I bought the Emisar D4 some while ago as it’s the highest-luminosity single-18650 torch on the market.
I used it in the wild though and its operating interval (4000 lumen, dropping to 1000 quite soon) is nice but in a real situation in wild nature, it will not illuminate the whole place you’re in but rather a narrow angle, and not so many meters away too.
This led me to see that I want a still maximally lightweight torch that is giving at least 3-4x the punch, and hopefully is more reliable at the high throughput.
Are you asking for a 10k lumen flashlight that doesn’t throttle down? If so you will have to ditch the “small” requirement because there will have to have some serious heat-sinking. These small/regular size 10k lights throttle down so they don’t burn.
The only light that can do 7k plus without stepping down is the Imalent DX80. On its high mode it does 7000 lumens without step down.
Imalent reliability is shocking though.
Don’t think any other light comes close to 7k lumens without step down. Let alone 12k
But at 7K+ Steady lumens you would have to consider one more thing: battery life. With 4 cells runtime would be about 30 minutes.

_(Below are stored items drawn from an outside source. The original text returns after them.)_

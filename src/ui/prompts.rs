// Status messages printed by command handlers

use colored::Colorize;

/// Display a warning message
pub fn warn(message: &str) {
    println!("{}", format!("⚠️  Warning: {}", message).yellow().bold());
}

/// Display an info message
pub fn info(message: &str) {
    println!("{}", message.cyan());
}

/// Display a success message
pub fn success(message: &str) {
    println!("{}", message.green().bold());
}

/// Display an error message
pub fn error(message: &str) {
    eprintln!("{}", message.red().bold());
}

/// Display a dimmed/secondary message
pub fn dimmed(message: &str) {
    println!("{}", message.dimmed());
}
//! `pgmon watch` command handler.
//!
//! Samples a process group until Ctrl+C or until the requested number of
//! samples arrived, printing one line per sample.

use std::path::PathBuf;
use std::sync::atomic::{AtomicBool, Ordering};
use std::sync::mpsc;
use std::sync::Arc;
use std::time::Duration;

use anyhow::{Context, Result};
use clap::{Arg, ArgAction, ArgMatches, Command};
use colored::Colorize;
use parking_lot::Mutex;

use crate::core::group_monitor::export::{export_csv, JsonLogWriter};
use crate::core::group_monitor::{MetricToggles, ProcessGroupMonitor, Sample};
use crate::core::MonitorConfig;
use crate::ui::{self, format_sample_line, format_static_info};

/// Clap definition of the `watch` subcommand
pub fn command() -> Command {
    Command::new("watch")
        .about("Monitor every process sharing a name")
        .arg(
            Arg::new("name")
                .help("Process name (with or without .exe)")
                .required(true)
                .index(1),
        )
        .arg(
            Arg::new("interval")
                .short('i')
                .long("interval")
                .value_name("MS")
                .help("Sampling interval in milliseconds (presets: 500, 1000, 2000)")
                .value_parser(clap::value_parser!(u64).range(1..)),
        )
        .arg(
            Arg::new("no-cpu")
                .long("no-cpu")
                .help("Do not collect CPU usage")
                .action(ArgAction::SetTrue),
        )
        .arg(
            Arg::new("no-memory")
                .long("no-memory")
                .help("Do not collect memory and thread counts")
                .action(ArgAction::SetTrue),
        )
        .arg(
            Arg::new("no-disk")
                .long("no-disk")
                .help("Do not collect disk IO")
                .action(ArgAction::SetTrue),
        )
        .arg(
            Arg::new("no-network")
                .long("no-network")
                .help("Do not collect the network activity score")
                .action(ArgAction::SetTrue),
        )
        .arg(
            Arg::new("gpu")
                .long("gpu")
                .help("Collect GPU load, temperature, clock and memory")
                .action(ArgAction::SetTrue),
        )
        .arg(
            Arg::new("advanced")
                .long("advanced")
                .help("Attach static CPU facts (cores, clock, caches) to every sample")
                .action(ArgAction::SetTrue),
        )
        .arg(
            Arg::new("csv")
                .long("csv")
                .value_name("PATH")
                .help("Write every collected sample to this CSV file on exit")
                .value_parser(clap::value_parser!(PathBuf)),
        )
        .arg(
            Arg::new("json")
                .long("json")
                .value_name("PATH")
                .help("Append each sample to this JSON log as it arrives")
                .value_parser(clap::value_parser!(PathBuf)),
        )
        .arg(
            Arg::new("count")
                .short('n')
                .long("count")
                .value_name("N")
                .help("Stop after N samples")
                .value_parser(clap::value_parser!(usize)),
        )
}

/// Effective settings of one `watch` run
#[derive(Debug, Clone, PartialEq)]
pub struct WatchOptions {
    pub process_name: String,
    pub interval_ms: u64,
    pub toggles: MetricToggles,
    pub csv_path: Option<PathBuf>,
    pub json_path: Option<PathBuf>,
    pub count: Option<usize>,
}

impl WatchOptions {
    /// Saved configuration overridden by command-line flags
    pub fn resolve(matches: &ArgMatches, config: &MonitorConfig) -> Result<Self> {
        let process_name = matches
            .get_one::<String>("name")
            .context("Process name is required")?
            .clone();

        let interval_ms = matches
            .get_one::<u64>("interval")
            .copied()
            .unwrap_or(config.interval_ms);

        let mut toggles = config.toggles;
        if matches.get_flag("no-cpu") {
            toggles.cpu = false;
        }
        if matches.get_flag("no-memory") {
            toggles.memory = false;
        }
        if matches.get_flag("no-disk") {
            toggles.disk = false;
        }
        if matches.get_flag("no-network") {
            toggles.network = false;
        }
        if matches.get_flag("gpu") {
            toggles.gpu = true;
        }
        if matches.get_flag("advanced") {
            toggles.advanced = true;
        }

        let csv_path = matches
            .get_one::<PathBuf>("csv")
            .cloned()
            .or_else(|| config.csv_path.as_ref().map(PathBuf::from));
        let json_path = matches
            .get_one::<PathBuf>("json")
            .cloned()
            .or_else(|| config.json_log_path.as_ref().map(PathBuf::from));

        Ok(Self {
            process_name,
            interval_ms,
            toggles,
            csv_path,
            json_path,
            count: matches.get_one::<usize>("count").copied(),
        })
    }
}

/// Execute the watch command
pub fn execute(matches: &ArgMatches) -> Result<()> {
    let config = MonitorConfig::load().unwrap_or_else(|e| {
        log::warn!("Using default configuration: {:#}", e);
        MonitorConfig::default()
    });
    let options = WatchOptions::resolve(matches, &config)?;

    let cancel_flag = Arc::new(AtomicBool::new(false));
    let cancel_flag_clone = Arc::clone(&cancel_flag);

    // Setup Ctrl+C handler
    ctrlc::set_handler(move || {
        println!();
        println!("{}", "Stopping monitor...".yellow().bold());
        cancel_flag_clone.store(true, Ordering::Relaxed);
    })
    .map_err(|e| anyhow::anyhow!("Failed to set Ctrl+C handler: {}", e))?;

    let monitor = ProcessGroupMonitor::with_platform();
    let collected = run(&monitor, &options, &cancel_flag)?;

    finish(&options, &collected)
}

/// Drive one session until cancelled or `options.count` samples arrived.
/// Returns every sample seen, oldest first.
pub fn run(
    monitor: &ProcessGroupMonitor,
    options: &WatchOptions,
    cancel: &AtomicBool,
) -> Result<Vec<Arc<Sample>>> {
    let json_log = match &options.json_path {
        Some(path) => Some(
            JsonLogWriter::append_to(path)
                .with_context(|| format!("Failed to open JSON log: {:?}", path))?,
        ),
        None => None,
    };
    let json_log = Arc::new(Mutex::new(json_log));
    let collected: Arc<Mutex<Vec<Arc<Sample>>>> = Arc::new(Mutex::new(Vec::new()));
    let (tx, rx) = mpsc::channel::<()>();

    let subscription = {
        let json_log = Arc::clone(&json_log);
        let collected = Arc::clone(&collected);
        let toggles = options.toggles;
        monitor.subscribe(move |sample| {
            println!("{}", format_sample_line(sample, &toggles));

            if let Some(writer) = json_log.lock().as_mut() {
                if let Err(e) = writer.append(sample) {
                    log::warn!("Failed to append to JSON log: {}", e);
                }
            }
            collected.lock().push(Arc::new(sample.clone()));
            let _ = tx.send(());
        })
    };

    if let Err(e) = monitor.start(&options.process_name, options.toggles, options.interval_ms) {
        monitor.unsubscribe(subscription);
        return Err(e)
            .with_context(|| format!("Failed to start monitoring '{}'", options.process_name));
    }

    ui::info(&format!(
        "Monitoring '{}' every {} ms. Press Ctrl+C to stop.",
        options.process_name, options.interval_ms
    ));
    if options.toggles.advanced {
        ui::dimmed(&format_static_info(&monitor.static_info()));
    }

    let mut received = 0usize;
    while !cancel.load(Ordering::Relaxed) {
        match rx.recv_timeout(Duration::from_millis(200)) {
            Ok(()) => {
                received += 1;
                if options.count.is_some_and(|n| received >= n) {
                    break;
                }
            }
            Err(mpsc::RecvTimeoutError::Timeout) => {}
            Err(mpsc::RecvTimeoutError::Disconnected) => break,
        }
    }

    monitor.stop();
    monitor.unsubscribe(subscription);

    let samples = std::mem::take(&mut *collected.lock());
    Ok(samples)
}

fn finish(options: &WatchOptions, samples: &[Arc<Sample>]) -> Result<()> {
    println!();
    if samples.is_empty() {
        ui::warn(&format!(
            "No samples collected. Is '{}' running?",
            options.process_name
        ));
    } else {
        let peak = samples
            .iter()
            .map(|s| s.cpu_usage)
            .fold(0.0f32, f32::max);
        println!(
            "{} {}  {} {}",
            "Samples:".white(),
            samples.len().to_string().cyan().bold(),
            "Peak CPU:".white(),
            ui::colorize_cpu(peak)
        );
    }

    if let Some(path) = &options.csv_path {
        let rows = export_csv(path, samples.iter().map(|s| s.as_ref()))
            .with_context(|| format!("Failed to write CSV: {:?}", path))?;
        ui::success(&format!("Exported {} samples to {}", rows, path.display()));
    }
    if let Some(path) = &options.json_path {
        ui::dimmed(&format!("JSON log: {}", path.display()));
    }

    Ok(())
}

Maybe all you need is a decent thrower with 200+ kcd and a 2,000lm flooder. Floodlights don’t serve very well in the outdoors as you have to push it hard to get some throw.
this is at least 60-80W
Take a CPU heatsink that have similar TDP rate and was made to work without fan. Calculate fins surface area. Take a note that flashlight should be more durable and cant have so thin fins. Actual weight of such flashlight body will be 2-3 times more that CPU heatsink or 2-3kgs.
P.S.
Common street light cant do more than 5000 lumens, although this piece of aluminium weights more than 2kg.